The high level of cases is walloping the US workforce, forcing employers to scramble as staffers call in sick at record levels.
In New Mexico, National Guard troops and state bureaucrats are filling in for at least 800 teachers and childcare workers out sick in a bid to keep schools and daycares open.
Governor Michelle Lujan Grisham (pictured) announced her plan to ask National Guard members and state employees to volunteer as substitute teachers
A Brandon Motor Lodge displays a ‘Help Wanted’ sign in Brandon, Florida in June
On Wednesday, New Mexico Governor Michelle Lujan Grisham announced her plan to ask National Guard members and state employees to volunteer to become licensed substitute teachers or child care workers amid the surge in infections.
The governor said state workers are encouraged to participate in a spirit of public service and that no one is being drafted.
State employees and Guard members who participate will get their usual pay and be considered on administrative leave or active duty, respectively.
Lujan Grisham said the state is hoping to deploy 500 new substitute teachers and day care workers as soon as possible.
The pandemic has exacerbated teacher shortages in U.S. states including New Mexico and neighboring Oklahoma, which on Tuesday appealed to state employees to work as classroom substitutes.
Other states are also scrambling to keep schools open, with California streamlining its substitute teacher hiring process and Kansas opening up substitute positions to people with no college education.
The Census Bureau’s Small Business Pulse Survey released on Thursday also showed an increase in establishments reporting large negative impacts from the pandemic.
The sign at an automobile oil-change shop reads ‘Sos Help Wanted’ in Brockton, Massachusetts on January 4
It was led by accommodation and food services businesses, with big rises also in education as well as arts entertainment and recreation.
The labor market setback is unlikely to stop the Federal Reserve from raising interest rates in March to tackle high inflation.
Claims have plunged from a record high of 6.149 million in early April 2020.
Employers are desperate for workers, with 10.6 million job openings at the end of November.
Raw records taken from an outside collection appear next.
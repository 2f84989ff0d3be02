use super::payment::PaymentId;
use chrono::{DateTime, Utc};
use serde::{Deserialize, Serialize};
use std::fmt;

/// Stage of a provider round trip.
///
/// The three request variants mean a call went out and nothing has come back
/// yet. Values unknown to this build deserialize to `Unrecognized`.
#[derive(Debug, PartialEq, Eq, Clone, Hash, Serialize, Deserialize)]
#[serde(from = "String", into = "String")]
pub enum TransactionType {
    CreatePayment,
    CreatePaymentResponse,
    GetPayment,
    GetPaymentResponse,
    ExecutePayment,
    ExecutePaymentResponse,
    Error,
    Unrecognized(String),
}

impl TransactionType {
    pub fn as_str(&self) -> &str {
        match self {
            TransactionType::CreatePayment => "create_payment",
            TransactionType::CreatePaymentResponse => "create_payment_response",
            TransactionType::GetPayment => "get_payment",
            TransactionType::GetPaymentResponse => "get_payment_response",
            TransactionType::ExecutePayment => "execute_payment",
            TransactionType::ExecutePaymentResponse => "execute_payment_response",
            TransactionType::Error => "error",
            TransactionType::Unrecognized(s) => s,
        }
    }

    /// True for the request stages, i.e. a call is in flight.
    pub fn is_request(&self) -> bool {
        matches!(
            self,
            TransactionType::CreatePayment
                | TransactionType::GetPayment
                | TransactionType::ExecutePayment
        )
    }

    /// The response stage that closes this request stage.
    pub fn response(&self) -> Option<TransactionType> {
        match self {
            TransactionType::CreatePayment => Some(TransactionType::CreatePaymentResponse),
            TransactionType::GetPayment => Some(TransactionType::GetPaymentResponse),
            TransactionType::ExecutePayment => Some(TransactionType::ExecutePaymentResponse),
            _ => None,
        }
    }
}

impl From<String> for TransactionType {
    fn from(value: String) -> Self {
        match value.trim() {
            "create_payment" => TransactionType::CreatePayment,
            "create_payment_response" => TransactionType::CreatePaymentResponse,
            "get_payment" => TransactionType::GetPayment,
            "get_payment_response" => TransactionType::GetPaymentResponse,
            "execute_payment" => TransactionType::ExecutePayment,
            "execute_payment_response" => TransactionType::ExecutePaymentResponse,
            "error" => TransactionType::Error,
            _ => TransactionType::Unrecognized(value),
        }
    }
}

impl From<TransactionType> for String {
    fn from(ty: TransactionType) -> Self {
        ty.as_str().to_string()
    }
}

impl fmt::Display for TransactionType {
    fn fmt(&self, f: &mut fmt::Formatter<'_>) -> fmt::Result {
        f.write_str(self.as_str())
    }
}

/// One provider round-trip record. Records are append-only and never
/// mutated once written.
#[derive(Debug, Serialize, Deserialize, PartialEq, Clone)]
pub struct ProviderTransaction {
    pub project_id: u64,
    pub payment_id: u64,
    pub timestamp: DateTime<Utc>,
    pub r#type: TransactionType,
    /// Provider-defined state, e.g. "created", "approved", "failed".
    #[serde(default)]
    pub provider_state: Option<String>,
    /// Provider-side payment reference used by get/execute calls.
    #[serde(default)]
    pub provider_ref: Option<String>,
    /// Raw provider payload, stored as received.
    #[serde(default)]
    pub data: Vec<u8>,
}

impl ProviderTransaction {
    pub fn new(id: PaymentId, r#type: TransactionType, timestamp: DateTime<Utc>) -> Self {
        Self {
            project_id: id.project_id,
            payment_id: id.payment_id,
            timestamp,
            r#type,
            provider_state: None,
            provider_ref: None,
            data: Vec::new(),
        }
    }

    pub fn with_state(mut self, state: impl Into<String>) -> Self {
        self.provider_state = Some(state.into());
        self
    }

    pub fn with_ref(mut self, reference: impl Into<String>) -> Self {
        self.provider_ref = Some(reference.into());
        self
    }

    pub fn with_data(mut self, data: impl Into<Vec<u8>>) -> Self {
        self.data = data.into();
        self
    }

    pub fn payment(&self) -> PaymentId {
        PaymentId::new(self.project_id, self.payment_id)
    }

    pub fn state(&self) -> &str {
        self.provider_state.as_deref().unwrap_or_default()
    }

    /// Looks up a HATEOAS link by relation in the raw payload.
    ///
    /// Returns `None` when the payload is not JSON or has no such link.
    pub fn link(&self, rel: &str) -> Option<String> {
        let payload: serde_json::Value = serde_json::from_slice(&self.data).ok()?;
        payload
            .get("links")?
            .as_array()?
            .iter()
            .find(|link| link.get("rel").and_then(|r| r.as_str()) == Some(rel))
            .and_then(|link| link.get("href"))
            .and_then(|href| href.as_str())
            .map(str::to_string)
    }
}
The unemployment rate is at a 22-month low of 3.9 percent, a sign the labor market is at or close to maximum employment.
‘The underlying strength in the labor market suggests this is a temporary blip due to Omicron,’ said John Lynch, chief investment officer at Comerica Wealth Management in Charlotte, North Carolina. ‘We look for job growth to continue to firm as global cyclical recovery persists.’
But some economists worried that the jump in claims, which followed a plunge in retail sales in December as well as manufacturing production, could be signaling a faster slowdown in economic activity than currently anticipated.
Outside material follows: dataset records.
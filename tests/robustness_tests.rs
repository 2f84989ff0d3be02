use assert_cmd::cargo_bin;
use assert_cmd::prelude::*;
use predicates::prelude::*;
use std::process::Command;

#[test]
fn test_malformed_csv_handling() {
    let dir = tempfile::tempdir().unwrap();
    let output_path = dir.path().join("robustness_test.csv");
    let mut wtr = csv::Writer::from_path(&output_path).unwrap();
    wtr.write_record(["project", "payment", "timestamp", "type"])
        .unwrap();

    // Valid request
    wtr.write_record(["1", "1", "2024-05-01T12:00:00Z", "create_payment"])
        .unwrap();
    // Unparsable timestamp
    wtr.write_record(["1", "1", "noon", "create_payment_response"])
        .unwrap();
    // Non-integer project id
    wtr.write_record(["abc", "2", "2024-05-01T12:00:00Z", "error"])
        .unwrap();
    // Valid request for another payment
    wtr.write_record(["1", "3", "2024-05-01T12:00:00Z", "get_payment"])
        .unwrap();
    wtr.flush().unwrap();
    drop(wtr);

    let mut cmd = Command::new(cargo_bin!("paybridge"));
    cmd.arg("status").arg(&output_path);

    cmd.assert()
        .success()
        .stderr(predicate::str::contains("Error reading transaction"))
        .stdout(predicate::str::contains("1,1,create_payment,pending,true"))
        .stdout(predicate::str::contains("1,3,get_payment,pending,true"))
        .stdout(predicate::str::contains("1,2,").not());
}

#[test]
fn test_unknown_transaction_type_is_error() {
    let dir = tempfile::tempdir().unwrap();
    let output_path = dir.path().join("unknown_type.csv");
    let mut wtr = csv::Writer::from_path(&output_path).unwrap();
    wtr.write_record(["project", "payment", "timestamp", "type"])
        .unwrap();
    wtr.write_record(["1", "1", "2024-05-01T12:00:00Z", "refund_payment"])
        .unwrap();
    wtr.flush().unwrap();
    drop(wtr);

    let mut cmd = Command::new(cargo_bin!("paybridge"));
    cmd.arg("status").arg(&output_path);

    cmd.assert()
        .success()
        .stderr(predicate::str::contains("unrecognized provider transaction type"))
        .stdout(predicate::str::contains("1,1,refund_payment,error,false"));
}

#[test]
fn test_missing_input_file() {
    let mut cmd = Command::new(cargo_bin!("paybridge"));
    cmd.arg("status").arg("tests/fixtures/does_not_exist.csv");

    cmd.assert().failure();
}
‘The higher layoffs are a cautionary tale for the economy where despite inflation pressures, the Fed will have to proceed with their interest rate hikes at a measured pace,’ said Christopher Rupkey, chief economist at FWDBONDS in New York. ‘The economy may be slowing down more than previously believed.’
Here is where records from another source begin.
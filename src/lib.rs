pub mod application;
pub mod config;
pub mod domain;
pub mod error;
pub mod infrastructure;
pub mod interfaces;
pub mod notification;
A hiring sign is in front of a Target store in Manchester, Connecticut in November
Manufacturing, however, appears to be picking up, though shortages and higher prices remain a headache.
The Philadelphia Fed said on Thursday its business activity index rose to a reading of 23.2 in January from 15.4 in December.
Any reading above zero indicates expansion in the region’s manufacturing sector, which covers eastern Pennsylvania, southern New Jersey and Delaware.
News on the housing market was discouraging. A fourth report from the National Association of Realtors showed existing home sales dropped 4.6 percent to a seasonally adjusted annual rate of 6.18 million units in December as higher prices amid record low inventory continued to shut out some first-time buyers.
Economists expect demand for housing to remain strong even as mortgage rates increase.
‘Unless job and income growth slow sharply, owner-occupied housing demand is likely to remain solid, keeping upward pressure on house prices,’ said David Berson, chief economist at Nationwide in Columbus, Ohio.